As with any range map, our predictions represent hypotheses about spatial occurrence patterns. In spite of these caveats, predictions for the vast majority of species are reliable and are well-suited for macroecological analyses.

Updates - Our range modeling efforts are a dynamic enterprise and we are constantly exploring ways to improve predictions, leading to periodic updates in our database. Planned updates include addition of new occurrence data, addition of new information on native versus introduced range, choosing optimal model settings tuned specifically for each species, accounting for sampling variation, and improving occurrence data cleaning methods. We will employ version control to maintain accessibility of all past versions as updates are released.


  1. Diniz-Filho, J A F, & Bini, L M. 2005. Modelling geographical patterns in species richness using eigenvector based spatial filters. Global Ecology and Biogeography, 14(2), 177–185.

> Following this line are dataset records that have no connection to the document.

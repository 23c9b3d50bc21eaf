//! CLI command implementations
//!
//! Every command loads the config, builds one streamer per dictionary and
//! answers with a single JSON object on stdout (`watch` answers periodically).
//! Keys are strings; values are JSON.

use std::path::Path;
use std::sync::Arc;
use std::time::Duration;

use serde_json::{json, Value};
use tokio::task::JoinHandle;
use tokio_util::sync::CancellationToken;

use crate::container::{KListContainer, KMapContainer};
use crate::observability::{log_event_with_fields, Event, Logger};
use crate::registry::{Registry, RegistryError};
use crate::streamer::{Info, LoadOutcome, LoadReport, LoadStreamer, Streamer};

use super::args::Command;
use super::config::{Config, ContainerKind, DictConfig};
use super::errors::{CliError, CliResult};
use super::io::{write_error, write_response};

type MapStreamer = LoadStreamer<String, Value, Value>;
type ListStreamer = LoadStreamer<String, Value, Vec<Value>>;

/// A configured dictionary of either container variant
enum Dictionary {
    Map(Arc<MapStreamer>),
    List(Arc<ListStreamer>),
}

impl Dictionary {
    fn build(dict: &DictConfig) -> CliResult<Self> {
        let config = dict.streamer_config()?;
        let source = dict.source()?;
        let tolerance = dict.tolerance()?;

        Ok(match dict.container {
            ContainerKind::Kmap => Dictionary::Map(Arc::new(
                LoadStreamer::new(config, source)?
                    .with_container(Arc::new(KMapContainer::new(tolerance))),
            )),
            ContainerKind::Klist => Dictionary::List(Arc::new(
                LoadStreamer::new(config, source)?
                    .with_container(Arc::new(KListContainer::new(tolerance))),
            )),
        })
    }

    fn run_base_cycle(&self) -> LoadReport {
        match self {
            Dictionary::Map(s) => s.run_base_cycle(),
            Dictionary::List(s) => s.run_base_cycle(),
        }
    }

    fn info(&self) -> Info {
        match self {
            Dictionary::Map(s) => s.info(),
            Dictionary::List(s) => s.info(),
        }
    }

    fn start(&self, token: CancellationToken) -> CliResult<JoinHandle<()>> {
        let handle = match self {
            Dictionary::Map(s) => Arc::clone(s).update_data(token)?,
            Dictionary::List(s) => Arc::clone(s).update_data(token)?,
        };
        Ok(handle)
    }
}

/// Every configured dictionary, registered by name
struct Dictionaries {
    maps: Registry<String, Value, Value>,
    lists: Registry<String, Value, Vec<Value>>,
    all: Vec<Dictionary>,
}

impl Dictionaries {
    /// Build the dictionaries of `config`, or only `only` if given.
    fn build(config: &Config, only: Option<&str>) -> CliResult<Self> {
        let mut dicts = Dictionaries {
            maps: Registry::new(),
            lists: Registry::new(),
            all: Vec::new(),
        };

        let selected: Vec<&DictConfig> = match only {
            Some(name) => vec![config.dictionary(name)?],
            None => config.dictionaries.iter().collect(),
        };

        for dict in selected {
            let built = Dictionary::build(dict)?;
            match &built {
                Dictionary::Map(s) => dicts.maps.register(dict.name.as_str(), s.clone())?,
                Dictionary::List(s) => dicts.lists.register(dict.name.as_str(), s.clone())?,
            }
            dicts.all.push(built);
        }

        Ok(dicts)
    }

    fn lookup(&self, name: &str, key: &str) -> CliResult<Value> {
        let key = key.to_string();
        match self.maps.get(name, &key) {
            Err(RegistryError::StreamerNotFound(_)) => {
                Ok(Value::Array(self.lists.get(name, &key)?))
            }
            other => Ok(other?),
        }
    }

    fn infos(&self) -> Vec<Info> {
        let mut infos = self.maps.infos();
        infos.extend(self.lists.infos());
        infos.sort_by(|a, b| a.name.cmp(&b.name));
        infos
    }
}

/// Main CLI entry point
///
/// Parses arguments and dispatches to the appropriate command. Failures are
/// reported as a JSON error object before being returned.
pub fn run() -> CliResult<()> {
    let cli = super::args::Cli::parse_args();
    let result = run_command(cli.command);
    if let Err(e) = &result {
        write_error(e.code_str(), e.message())?;
    }
    result
}

/// Run the appropriate command based on CLI args
pub fn run_command(cmd: Command) -> CliResult<()> {
    match cmd {
        Command::Check { config } => check(&config),
        Command::Get { config, name, key } => get(&config, &name, &key),
        Command::Watch {
            config,
            report_secs,
        } => watch(&config, report_secs),
    }
}

fn load_config(path: &Path) -> CliResult<Config> {
    let config = Config::load(path)?;
    Logger::set_min_severity(config.severity()?);

    let count = config.dictionaries.len().to_string();
    let path = path.display().to_string();
    log_event_with_fields(
        Event::ConfigLoaded,
        &[("path", path.as_str()), ("dictionaries", count.as_str())],
    );
    Ok(config)
}

fn report_json(report: &LoadReport, info: &Info) -> Value {
    let outcome = match &report.outcome {
        LoadOutcome::Applied(_) => "applied",
        LoadOutcome::Unchanged => "unchanged",
        LoadOutcome::Vetoed => "vetoed",
        LoadOutcome::Failed(_) => "failed",
    };

    let mut value = json!({
        "outcome": outcome,
        "attempts": report.attempts,
        "info": info,
    });
    if let Some(err) = report.outcome.error() {
        value["error"] = json!({ "code": err.code(), "message": err.to_string() });
    }
    value
}

/// Base-load every dictionary once and print the results.
///
/// Fails if any dictionary failed to load.
pub fn check(config_path: &Path) -> CliResult<()> {
    let config = load_config(config_path)?;
    let dicts = Dictionaries::build(&config, None)?;

    let mut failed = 0;
    let mut results = Vec::with_capacity(dicts.all.len());
    for dict in &dicts.all {
        let report = dict.run_base_cycle();
        if report.outcome.is_failed() {
            failed += 1;
        }
        results.push(report_json(&report, &dict.info()));
    }

    write_response(json!({ "dictionaries": results }))?;

    if failed > 0 {
        return Err(CliError::load_failed(format!(
            "{} of {} dictionaries failed to load",
            failed,
            results.len()
        )));
    }
    Ok(())
}

/// Load one dictionary and print the value stored under `key`.
pub fn get(config_path: &Path, name: &str, key: &str) -> CliResult<()> {
    let config = load_config(config_path)?;
    let dicts = Dictionaries::build(&config, Some(name))?;

    for dict in &dicts.all {
        if let LoadOutcome::Failed(err) = dict.run_base_cycle().outcome {
            return Err(err.into());
        }
    }

    let value = dicts.lookup(name, key)?;
    write_response(json!({ "name": name, "key": key, "value": value }))
}

/// Keep every dictionary fresh until Ctrl-C, reporting health periodically.
pub fn watch(config_path: &Path, report_secs: u64) -> CliResult<()> {
    let config = load_config(config_path)?;
    let dicts = Dictionaries::build(&config, None)?;

    let rt = tokio::runtime::Runtime::new()
        .map_err(|e| CliError::runtime_error(format!("Failed to create tokio runtime: {}", e)))?;

    rt.block_on(async {
        let token = CancellationToken::new();
        let mut handles = Vec::with_capacity(dicts.all.len());
        for dict in &dicts.all {
            match dict.start(token.child_token()) {
                Ok(handle) => handles.push(handle),
                Err(e) => {
                    token.cancel();
                    return Err(e);
                }
            }
        }

        let mut ticker = tokio::time::interval(Duration::from_secs(report_secs.max(1)));
        let ctrl_c = tokio::signal::ctrl_c();
        tokio::pin!(ctrl_c);

        loop {
            tokio::select! {
                res = &mut ctrl_c => {
                    res?;
                    break;
                }
                _ = ticker.tick() => {
                    write_response(json!({ "dictionaries": dicts.infos() }))?;
                }
            }
        }

        token.cancel();
        for handle in handles {
            if let Err(e) = handle.await {
                return Err(CliError::runtime_error(format!("refresh task failed: {}", e)));
            }
        }

        write_response(json!({ "dictionaries": dicts.infos() }))
    })
}
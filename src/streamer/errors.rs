//! # Streamer Errors

use thiserror::Error;

use crate::container::{ContainerError, SourceError};

/// Result type for streamer operations
pub type StreamerResult<T> = Result<T, StreamerError>;

/// Streamer errors
#[derive(Debug, Clone, Error)]
pub enum StreamerError {
    /// Bad configuration or unreachable source at construction time
    #[error("configuration error: {0}")]
    Config(String),

    #[error("no container bound to streamer '{0}'")]
    NoContainer(String),

    #[error(transparent)]
    Container(#[from] ContainerError),

    #[error(transparent)]
    Source(#[from] SourceError),

    #[error("streamer '{0}' is cancelled")]
    Cancelled(String),

    #[error("runtime error: {0}")]
    Runtime(String),
}

impl StreamerError {
    /// Config error
    pub fn config(msg: impl Into<String>) -> Self {
        StreamerError::Config(msg.into())
    }

    /// Whether the orchestrator should retry the cycle.
    ///
    /// Only connectivity-class source failures qualify; record and tolerance
    /// failures would repeat identically.
    pub fn is_retryable(&self) -> bool {
        match self {
            StreamerError::Source(e) => e.is_retryable(),
            StreamerError::Container(ContainerError::Source(e)) => e.is_retryable(),
            _ => false,
        }
    }

    /// Stable error code for logs and CLI output
    pub fn code(&self) -> &'static str {
        match self {
            StreamerError::Config(_) => "HOTDICT_CONFIG_ERROR",
            StreamerError::NoContainer(_) => "HOTDICT_NO_CONTAINER",
            StreamerError::Container(e) => e.code(),
            StreamerError::Source(_) => "HOTDICT_SOURCE_ERROR",
            StreamerError::Cancelled(_) => "HOTDICT_CANCELLED",
            StreamerError::Runtime(_) => "HOTDICT_RUNTIME_ERROR",
        }
    }
}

  2. Hijmans, R. J., S. E. Cameron, J. L. Parra, P. G. Jones, and A. Jarvis. 2005. Very high resolution interpolated climate surfaces for global land areas. International Journal of Climatology 25:1965–1978.
  3. Merow, C, Smith, M J, & Silander, J A. 2013. A practical guide to MaxEnt for modeling species’ distributions: what it does, and why inputs and settings matter. Ecography, 36, 1–12.
  4. Merow, C, Smith, M J, Edwards, Jr, T C, Guisan, A, McMahon, S M, Normand, S, Thuiller, W, Wü̈est, R O, Zimmermann, N E, & Elith, J. 2014. What do we gain from simplicity versus complexity in species distribution models? Ecography, 37, 1267–1281.
  5. Phillips, S J, Anderson, R P, & Schapire, R E. 2006. Maximum entropy modeling of species geographic distributions. Ecological Modelling, 190, 231–259.